Retail sales continued to grow at a faster pace in August, rising 5.4% year-over-year from July’s 2.7% rise and comfortably beating analysts’ expectations for 3.5%. Capital investment rose 3% month-over-month and 5.8% for the first eight months of the year. Industrial production also rose, beating expectations of 3.8% to 4.2% in August.
Image source: KraneShares China Last Night blog
One area of note is the recovery taking place in China’s beleaguered real estate sector. Property sales rose 6% month-on-month between July and August, paring losses as the government continues to support the sector and promote developer completion of projects.
“Zhengzhou City, Henan Province has ordered developers to restart all projects by October 6.e. This comes on the heels of central government leaders recently emphasizing affordable housing construction,” explained Brendan Ahern, CIO of KraneShares, on the China Last Night blog.
One of the biggest areas of growth in August economic data was auto sales in China, which rose 15.9% year-on-year, buoyed by tax incentives that were recently entered into force. However, sales of electric vehicles are even more impressive, an industry already popular in China, which is up 104% year-on-year and is expected to continue at least in the short term, as tax credits for electric vehicles have been extended.
Challenges for China
COVID lockdowns remain a major concern and risk for the country, with September data likely to be impacted by new waves of lockdowns spreading across 30 regions this month.
“The recent lockdown in Chengdu and travel restrictions for some areas expected to last through October could weigh on retail sales in September,” Ahern explained.
Another area to watch is currency. The strength of the US dollar took its toll on many foreign currencies and the renminbi was the latest hit, breaking through the key threshold of CNY 7 to the US dollar.
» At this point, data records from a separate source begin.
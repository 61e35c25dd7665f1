//! Jumps for generators whose step is linear over GF(2).
//!
//! The step of such a generator is a bit matrix M acting on the state vector.
//! Squaring M repeatedly gives M**(2**i) for every bit position i of a step count,
//! so a jump of n steps costs one matrix-vector product per set bit of n.

use core::marker::PhantomData;

/// Generator state usable with `LinearJump`: at most 128 bits, packed into a `u128`.
pub trait LinearState: Copy {
    /// Number of state bits.
    const BITS: usize;

    /// Packs the state, least significant word in the low bits.
    fn to_bits(self) -> u128;

    fn from_bits(bits: u128) -> Self;
}

#[inline] fn mask(width: usize) -> u128 {
    if width >= 128 { u128::MAX } else { (1u128 << width) - 1 }
}

#[inline] fn parity(x: u128) -> u128 {
    (x.count_ones() & 1) as u128
}

/// Square bit matrix of width up to 128. Row i holds the coefficients of output bit i.
#[derive(Clone, Eq, PartialEq)]
pub struct BitMatrix {
    rows: Vec<u128>,
}

impl core::fmt::Debug for BitMatrix {
    fn fmt(&self, f: &mut core::fmt::Formatter) -> core::fmt::Result {
        write!(f, "BitMatrix {{ width: {} }}", self.width())
    }
}

impl BitMatrix {

    pub fn identity(width: usize) -> Self {
        assert!(width > 0 && width <= 128, "bit matrix width must be within 1..=128");
        BitMatrix { rows: (0 .. width).map(|i| 1u128 << i).collect() }
    }

    /// Builds a matrix from its rows.
    pub fn from_rows(rows: Vec<u128>) -> Self {
        assert!(!rows.is_empty() && rows.len() <= 128, "bit matrix width must be within 1..=128");
        let m = mask(rows.len());
        BitMatrix { rows: rows.into_iter().map(|row| row & m).collect() }
    }

    /// Builds the matrix of a linear map by evaluating it on each unit vector.
    /// Column j of the result is `step(1 << j)`.
    pub fn from_linear_map(width: usize, step: impl Fn(u128) -> u128) -> Self {
        let columns = BitMatrix::from_rows((0 .. width).map(|j| step(1u128 << j)).collect());
        columns.transpose()
    }

    #[inline]
    pub fn width(&self) -> usize {
        self.rows.len()
    }

    pub fn rows(&self) -> &[u128] {
        &self.rows
    }

    pub fn transpose(&self) -> Self {
        let width = self.width();
        let mut rows = vec![0u128; width];
        for (i, row) in self.rows.iter().enumerate() {
            for (j, out) in rows.iter_mut().enumerate() {
                *out |= ((row >> j) & 1) << i;
            }
        }
        BitMatrix { rows }
    }

    /// Matrix product self * rhs, that is, rhs is applied first.
    pub fn mul(&self, rhs: &BitMatrix) -> Self {
        assert_eq!(self.width(), rhs.width(), "bit matrix widths differ");
        // Entry (i, k) is the parity of row i of self AND column k of rhs,
        // so transposing rhs once turns every column into a row.
        let columns = rhs.transpose();
        let rows = self.rows.iter().map(|row| {
            columns.rows.iter().enumerate().fold(0u128, |acc, (k, column)| acc | (parity(row & column) << k))
        }).collect();
        BitMatrix { rows }
    }

    #[inline]
    pub fn square(&self) -> Self {
        self.mul(self)
    }

    /// Matrix-vector product over GF(2).
    #[inline]
    pub fn apply(&self, bits: u128) -> u128 {
        self.rows.iter().enumerate().fold(0u128, |acc, (i, row)| acc | (parity(row & bits) << i))
    }
}

/// Powers M**(2**i) of a one-step matrix, one per bit of the state width.
#[derive(Clone, Debug)]
pub struct JumpPowers {
    levels: Vec<BitMatrix>,
}

impl JumpPowers {

    /// Builds all power levels by repeated squaring.
    pub fn build(one_step: BitMatrix) -> Self {
        let width = one_step.width();
        let mut levels = Vec::with_capacity(width);
        levels.push(one_step);
        while levels.len() < width {
            let next = levels[levels.len() - 1].square();
            levels.push(next);
        }
        JumpPowers { levels }
    }

    /// Number of power levels, equal to the state width.
    pub fn len(&self) -> usize {
        self.levels.len()
    }

    pub fn is_empty(&self) -> bool {
        self.levels.is_empty()
    }

    /// Applies the step matrix n times to the packed state.
    /// Step counts must be below 2**width.
    pub fn apply(&self, mut bits: u128, n: u128) -> u128 {
        debug_assert!(self.len() >= 128 || n >> self.len() == 0, "step count exceeds jump table range");
        for (i, level) in self.levels.iter().enumerate() {
            if n >> i == 0 {
                break;
            }
            if (n >> i) & 1 == 1 {
                bits = level.apply(bits);
            }
        }
        bits
    }
}

/// Forward and backward jump tables for one GF(2)-linear generator family.
///
/// The backward table is built from the family's own inverse step rather than
/// by inverting the forward matrix.
pub struct LinearJump<S> {
    forward: JumpPowers,
    backward: JumpPowers,
    state: PhantomData<fn(S) -> S>,
}

impl<S> core::fmt::Debug for LinearJump<S> {
    fn fmt(&self, f: &mut core::fmt::Formatter) -> core::fmt::Result {
        write!(f, "LinearJump {{ levels: {} }}", self.forward.len())
    }
}

impl<S: LinearState> LinearJump<S> {

    /// Builds jump tables from the one-step transition and its inverse.
    /// Both must be linear in the state bits.
    pub fn new(next: impl Fn(S) -> S, prev: impl Fn(S) -> S) -> Self {
        let forward = BitMatrix::from_linear_map(S::BITS, |bits| next(S::from_bits(bits)).to_bits());
        let backward = BitMatrix::from_linear_map(S::BITS, |bits| prev(S::from_bits(bits)).to_bits());
        LinearJump { forward: JumpPowers::build(forward), backward: JumpPowers::build(backward), state: PhantomData }
    }

    /// State after n steps forward.
    #[inline]
    pub fn advance(&self, state: S, n: u128) -> S {
        S::from_bits(self.forward.apply(state.to_bits(), n))
    }

    /// State after n steps backward.
    #[inline]
    pub fn back(&self, state: S, n: u128) -> S {
        S::from_bits(self.backward.apply(state.to_bits(), n))
    }

    pub fn forward(&self) -> &JumpPowers {
        &self.forward
    }

    pub fn backward(&self) -> &JumpPowers {
        &self.backward
    }
}

#[cfg(test)] mod tests {
    use super::*;

    /// Marsaglia's 32-bit xorshift, a small linear generator for exercising the tables.
    #[derive(Clone, Copy, Debug, Eq, PartialEq)]
    struct Xs32(u32);

    impl LinearState for Xs32 {
        const BITS: usize = 32;
        fn to_bits(self) -> u128 { self.0 as u128 }
        fn from_bits(bits: u128) -> Self { Xs32(bits as u32) }
    }

    fn unshift_left(mut x: u32, k: u32) -> u32 {
        let mut s = k;
        while s < 32 { x ^= x << s; s <<= 1; }
        x
    }

    fn unshift_right(mut x: u32, k: u32) -> u32 {
        let mut s = k;
        while s < 32 { x ^= x >> s; s <<= 1; }
        x
    }

    fn next(s: Xs32) -> Xs32 {
        let mut x = s.0;
        x ^= x << 13;
        x ^= x >> 17;
        x ^= x << 5;
        Xs32(x)
    }

    fn prev(s: Xs32) -> Xs32 {
        Xs32(unshift_left(unshift_right(unshift_left(s.0, 5), 17), 13))
    }

    #[test] pub fn matrix_tests() {
        let id = BitMatrix::identity(32);
        let m = BitMatrix::from_linear_map(32, |b| next(Xs32::from_bits(b)).to_bits());
        assert_eq!(32, m.width());
        assert_eq!(m, m.mul(&id));
        assert_eq!(m, id.mul(&m));
        assert_eq!(m, m.transpose().transpose());
        let inv = BitMatrix::from_linear_map(32, |b| prev(Xs32::from_bits(b)).to_bits());
        assert_eq!(id, m.mul(&inv));
        assert_eq!(id, inv.mul(&m));

        let mut x = 0x12345678u32;
        for _ in 0 .. 100 {
            assert_eq!(next(Xs32(x)).0 as u128, m.apply(x as u128));
            assert_eq!(next(next(Xs32(x))).0 as u128, m.square().apply(x as u128));
            x = next(Xs32(x)).0;
        }
        let rows = m.rows().to_vec();
        assert_eq!(m, BitMatrix::from_rows(rows));
    }

    #[test] pub fn jump_tests() {
        let jump = LinearJump::new(next, prev);
        assert_eq!(32, jump.forward().len());
        assert_eq!(32, jump.backward().len());

        let origin = Xs32(0xbeefcafe);
        let mut s = origin;
        for n in 0 .. 2000u128 {
            assert_eq!(s, jump.advance(origin, n));
            assert_eq!(origin, jump.back(s, n));
            s = next(s);
        }

        let mut r: u32 = 1;
        let mut rnd = || -> u32 { r = r.wrapping_mul(0x41c64e6d).wrapping_add(0x6073); r };
        for _ in 0 .. 200 {
            let state = Xs32(rnd() | 1);
            let n = rnd() as u128 >> 1;
            let m = rnd() as u128 >> 1;
            let there = jump.advance(state, n);
            assert_eq!(jump.advance(there, m), jump.advance(state, n + m));
            assert_eq!(state, jump.back(there, n));
            assert_eq!(jump.back(state, m), jump.advance(state, (1u128 << 32) - 1 - m));
        }
        assert_eq!(origin, jump.advance(origin, 0));
        assert_eq!(origin, jump.back(origin, 0));
    }
}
“The People’s Bank of China (PBOC), China’s central bank, will likely attempt to stabilize the currency, keeping its value at the upper end of a flexible range. The PBOC is still focusing on stimulus and helping the domestic market. The depreciation of the country’s currency reflects slowing foreign demand for exports,” Ahern said.
Chinese National Bureau of Statistics spokesman Fu Lingui cited insufficient domestic demand as a lingering problem for China and that the country hopes to sustain growth through investment in manufacturing and infrastructure in a recent speech to reporters.